[[ SUPPLIED RECORDS, beginning ]]

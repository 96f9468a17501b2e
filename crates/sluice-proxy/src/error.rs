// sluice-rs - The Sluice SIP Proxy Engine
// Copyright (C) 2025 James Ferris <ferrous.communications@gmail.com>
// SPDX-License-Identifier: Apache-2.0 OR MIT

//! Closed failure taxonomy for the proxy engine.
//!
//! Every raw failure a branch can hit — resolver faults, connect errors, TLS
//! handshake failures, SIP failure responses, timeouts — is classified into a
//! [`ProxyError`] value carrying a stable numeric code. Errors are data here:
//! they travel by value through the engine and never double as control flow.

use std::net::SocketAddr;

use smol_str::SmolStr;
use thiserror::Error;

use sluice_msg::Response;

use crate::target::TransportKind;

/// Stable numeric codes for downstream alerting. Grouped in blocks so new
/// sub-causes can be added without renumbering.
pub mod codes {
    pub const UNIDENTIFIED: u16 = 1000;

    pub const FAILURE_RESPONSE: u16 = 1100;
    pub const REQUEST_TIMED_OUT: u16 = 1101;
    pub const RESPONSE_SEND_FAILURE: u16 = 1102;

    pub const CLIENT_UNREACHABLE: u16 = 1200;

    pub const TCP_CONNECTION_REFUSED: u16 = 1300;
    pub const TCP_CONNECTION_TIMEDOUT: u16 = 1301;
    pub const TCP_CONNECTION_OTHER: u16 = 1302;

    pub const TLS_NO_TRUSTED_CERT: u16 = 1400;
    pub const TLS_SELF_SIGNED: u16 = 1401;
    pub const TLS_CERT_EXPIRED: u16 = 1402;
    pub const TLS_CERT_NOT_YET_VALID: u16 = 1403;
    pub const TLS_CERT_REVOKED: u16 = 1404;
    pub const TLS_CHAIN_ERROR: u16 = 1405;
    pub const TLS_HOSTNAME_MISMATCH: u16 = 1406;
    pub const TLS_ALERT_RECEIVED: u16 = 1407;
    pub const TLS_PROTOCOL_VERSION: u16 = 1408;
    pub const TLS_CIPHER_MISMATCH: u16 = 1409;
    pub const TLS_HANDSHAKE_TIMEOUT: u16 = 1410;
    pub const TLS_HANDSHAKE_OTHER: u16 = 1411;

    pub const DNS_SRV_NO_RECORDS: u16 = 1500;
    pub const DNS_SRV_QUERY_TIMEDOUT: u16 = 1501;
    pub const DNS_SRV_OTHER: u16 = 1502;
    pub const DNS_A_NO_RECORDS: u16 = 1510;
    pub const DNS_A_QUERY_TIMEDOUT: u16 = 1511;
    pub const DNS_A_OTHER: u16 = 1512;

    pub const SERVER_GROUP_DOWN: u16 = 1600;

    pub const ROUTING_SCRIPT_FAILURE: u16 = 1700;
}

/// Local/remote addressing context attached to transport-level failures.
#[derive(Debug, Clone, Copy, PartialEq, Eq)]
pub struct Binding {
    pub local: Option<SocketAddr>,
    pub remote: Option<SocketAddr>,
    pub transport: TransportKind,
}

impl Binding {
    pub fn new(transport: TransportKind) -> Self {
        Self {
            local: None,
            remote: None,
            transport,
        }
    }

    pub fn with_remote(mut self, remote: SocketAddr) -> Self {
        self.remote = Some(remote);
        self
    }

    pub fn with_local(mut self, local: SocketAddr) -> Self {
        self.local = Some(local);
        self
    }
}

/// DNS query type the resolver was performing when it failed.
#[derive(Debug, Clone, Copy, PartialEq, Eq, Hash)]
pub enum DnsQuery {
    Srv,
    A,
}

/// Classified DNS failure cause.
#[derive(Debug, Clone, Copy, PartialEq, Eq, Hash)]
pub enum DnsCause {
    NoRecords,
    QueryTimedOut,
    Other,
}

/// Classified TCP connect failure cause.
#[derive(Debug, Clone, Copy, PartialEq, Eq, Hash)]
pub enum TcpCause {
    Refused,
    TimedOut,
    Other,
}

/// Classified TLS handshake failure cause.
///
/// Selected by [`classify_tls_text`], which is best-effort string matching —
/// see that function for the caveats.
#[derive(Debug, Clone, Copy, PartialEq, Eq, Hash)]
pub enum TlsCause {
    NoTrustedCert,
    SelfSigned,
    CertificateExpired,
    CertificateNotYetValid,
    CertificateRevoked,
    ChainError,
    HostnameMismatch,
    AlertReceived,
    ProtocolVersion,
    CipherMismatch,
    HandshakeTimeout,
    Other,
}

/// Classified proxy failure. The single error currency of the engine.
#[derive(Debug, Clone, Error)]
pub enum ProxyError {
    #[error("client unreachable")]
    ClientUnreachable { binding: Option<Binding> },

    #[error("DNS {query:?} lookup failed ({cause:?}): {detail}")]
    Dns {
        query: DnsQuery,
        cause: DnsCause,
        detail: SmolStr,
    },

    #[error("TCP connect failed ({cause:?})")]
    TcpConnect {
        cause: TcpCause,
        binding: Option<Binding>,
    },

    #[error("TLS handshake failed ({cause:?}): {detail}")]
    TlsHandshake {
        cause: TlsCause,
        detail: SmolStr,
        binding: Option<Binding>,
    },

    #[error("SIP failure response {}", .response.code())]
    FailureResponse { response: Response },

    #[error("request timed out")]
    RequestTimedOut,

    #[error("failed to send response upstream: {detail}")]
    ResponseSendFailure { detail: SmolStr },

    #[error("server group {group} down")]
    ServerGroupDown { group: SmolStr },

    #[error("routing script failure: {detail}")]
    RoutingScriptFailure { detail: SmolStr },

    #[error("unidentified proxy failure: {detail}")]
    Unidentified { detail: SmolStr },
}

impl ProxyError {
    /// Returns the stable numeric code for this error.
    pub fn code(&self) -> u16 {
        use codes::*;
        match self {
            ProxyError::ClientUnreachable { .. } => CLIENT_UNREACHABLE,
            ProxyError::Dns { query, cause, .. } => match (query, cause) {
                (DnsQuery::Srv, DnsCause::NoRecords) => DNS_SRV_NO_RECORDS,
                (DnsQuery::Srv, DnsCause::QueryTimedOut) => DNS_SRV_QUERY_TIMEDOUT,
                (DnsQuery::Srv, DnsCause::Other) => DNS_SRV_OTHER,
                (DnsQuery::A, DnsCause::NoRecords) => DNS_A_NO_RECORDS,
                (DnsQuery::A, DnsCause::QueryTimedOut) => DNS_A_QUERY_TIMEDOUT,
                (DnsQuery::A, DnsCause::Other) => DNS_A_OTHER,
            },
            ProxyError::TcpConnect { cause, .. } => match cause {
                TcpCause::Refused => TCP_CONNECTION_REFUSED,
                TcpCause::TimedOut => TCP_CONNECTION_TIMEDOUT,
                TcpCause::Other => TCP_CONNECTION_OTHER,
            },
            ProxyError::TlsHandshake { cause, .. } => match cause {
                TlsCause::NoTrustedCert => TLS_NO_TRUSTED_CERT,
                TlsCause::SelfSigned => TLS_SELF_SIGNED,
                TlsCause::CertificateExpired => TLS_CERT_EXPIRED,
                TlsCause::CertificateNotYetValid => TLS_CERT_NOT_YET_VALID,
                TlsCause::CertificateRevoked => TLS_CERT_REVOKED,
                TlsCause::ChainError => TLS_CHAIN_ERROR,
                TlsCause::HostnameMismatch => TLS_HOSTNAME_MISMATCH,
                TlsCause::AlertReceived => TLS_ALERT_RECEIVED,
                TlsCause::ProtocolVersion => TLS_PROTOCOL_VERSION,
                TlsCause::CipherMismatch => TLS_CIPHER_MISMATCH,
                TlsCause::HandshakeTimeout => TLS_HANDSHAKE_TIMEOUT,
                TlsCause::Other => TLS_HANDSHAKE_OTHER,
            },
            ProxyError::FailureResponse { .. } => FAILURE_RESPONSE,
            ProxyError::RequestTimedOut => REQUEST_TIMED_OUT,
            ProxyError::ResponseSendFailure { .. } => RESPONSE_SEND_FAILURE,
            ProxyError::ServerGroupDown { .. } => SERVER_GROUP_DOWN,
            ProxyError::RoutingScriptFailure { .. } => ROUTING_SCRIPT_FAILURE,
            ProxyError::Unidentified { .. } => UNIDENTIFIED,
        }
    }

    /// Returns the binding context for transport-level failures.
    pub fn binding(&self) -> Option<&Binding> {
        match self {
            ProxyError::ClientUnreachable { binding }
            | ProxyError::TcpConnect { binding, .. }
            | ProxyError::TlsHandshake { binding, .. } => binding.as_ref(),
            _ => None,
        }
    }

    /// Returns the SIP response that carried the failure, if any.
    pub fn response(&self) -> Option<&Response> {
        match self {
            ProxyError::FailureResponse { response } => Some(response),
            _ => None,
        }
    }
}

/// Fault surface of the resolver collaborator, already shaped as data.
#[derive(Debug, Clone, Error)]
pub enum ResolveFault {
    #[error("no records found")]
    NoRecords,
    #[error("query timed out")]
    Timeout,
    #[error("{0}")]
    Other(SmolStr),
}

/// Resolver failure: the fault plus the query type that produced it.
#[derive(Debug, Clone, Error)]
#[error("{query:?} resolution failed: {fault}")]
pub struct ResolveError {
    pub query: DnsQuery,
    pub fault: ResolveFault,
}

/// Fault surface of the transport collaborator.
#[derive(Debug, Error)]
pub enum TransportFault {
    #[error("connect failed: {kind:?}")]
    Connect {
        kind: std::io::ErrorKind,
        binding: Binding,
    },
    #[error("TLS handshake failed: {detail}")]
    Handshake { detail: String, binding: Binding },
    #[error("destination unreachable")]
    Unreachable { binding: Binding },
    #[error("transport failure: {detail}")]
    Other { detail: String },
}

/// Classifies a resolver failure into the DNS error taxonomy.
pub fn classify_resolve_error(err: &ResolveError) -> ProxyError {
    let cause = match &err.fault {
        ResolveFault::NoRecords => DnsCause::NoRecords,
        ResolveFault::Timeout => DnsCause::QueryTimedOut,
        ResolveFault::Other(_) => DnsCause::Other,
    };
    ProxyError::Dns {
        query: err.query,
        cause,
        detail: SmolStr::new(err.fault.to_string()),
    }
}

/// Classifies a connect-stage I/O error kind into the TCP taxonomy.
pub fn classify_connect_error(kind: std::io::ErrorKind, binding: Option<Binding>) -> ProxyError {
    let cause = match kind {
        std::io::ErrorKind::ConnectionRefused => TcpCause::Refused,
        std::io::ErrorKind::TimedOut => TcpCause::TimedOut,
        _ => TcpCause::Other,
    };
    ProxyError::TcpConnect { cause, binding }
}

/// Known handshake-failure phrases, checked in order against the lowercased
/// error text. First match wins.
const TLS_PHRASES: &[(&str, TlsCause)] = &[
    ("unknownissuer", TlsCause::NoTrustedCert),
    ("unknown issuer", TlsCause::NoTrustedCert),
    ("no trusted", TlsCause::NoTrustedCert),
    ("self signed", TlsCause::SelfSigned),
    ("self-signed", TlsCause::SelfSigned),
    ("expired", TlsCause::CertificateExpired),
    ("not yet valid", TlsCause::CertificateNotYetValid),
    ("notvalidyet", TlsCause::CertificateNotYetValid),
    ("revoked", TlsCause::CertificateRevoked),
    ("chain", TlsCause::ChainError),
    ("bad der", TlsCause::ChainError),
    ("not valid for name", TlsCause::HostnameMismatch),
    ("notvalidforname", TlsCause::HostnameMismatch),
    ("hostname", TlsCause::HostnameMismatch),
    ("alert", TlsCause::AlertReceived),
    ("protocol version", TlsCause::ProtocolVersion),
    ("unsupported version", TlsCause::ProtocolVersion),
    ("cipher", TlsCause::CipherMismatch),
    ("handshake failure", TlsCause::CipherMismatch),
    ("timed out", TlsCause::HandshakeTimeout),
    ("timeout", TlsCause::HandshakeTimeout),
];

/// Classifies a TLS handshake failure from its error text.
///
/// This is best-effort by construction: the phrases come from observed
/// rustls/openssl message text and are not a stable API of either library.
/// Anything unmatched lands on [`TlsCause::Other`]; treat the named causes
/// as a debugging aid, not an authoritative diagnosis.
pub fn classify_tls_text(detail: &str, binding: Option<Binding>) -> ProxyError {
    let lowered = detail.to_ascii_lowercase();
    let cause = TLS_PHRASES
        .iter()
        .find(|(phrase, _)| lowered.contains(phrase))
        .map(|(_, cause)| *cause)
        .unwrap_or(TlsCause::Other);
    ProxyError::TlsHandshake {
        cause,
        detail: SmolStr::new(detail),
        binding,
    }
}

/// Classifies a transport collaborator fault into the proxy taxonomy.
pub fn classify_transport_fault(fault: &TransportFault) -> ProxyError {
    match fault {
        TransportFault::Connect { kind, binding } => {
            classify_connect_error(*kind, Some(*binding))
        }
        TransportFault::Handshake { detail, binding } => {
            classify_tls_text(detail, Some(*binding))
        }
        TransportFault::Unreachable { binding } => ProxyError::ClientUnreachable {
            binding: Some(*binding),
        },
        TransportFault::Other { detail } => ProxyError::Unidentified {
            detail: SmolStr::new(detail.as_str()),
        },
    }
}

[[ SUPPLIED RECORDS, end ]]

Copy, please, every line from the start of the entries down to the line that holds "Apache-2.0 OR MIT", with both of those lines included and no others.

## SOLUTION FOR THIS PROBLEM
repository 96f9468a17501b2e
filename crates/sluice-proxy/src/error.rs
// sluice-rs - The Sluice SIP Proxy Engine
// Copyright (C) 2025 James Ferris <ferrous.communications@gmail.com>
// SPDX-License-Identifier: Apache-2.0 OR MIT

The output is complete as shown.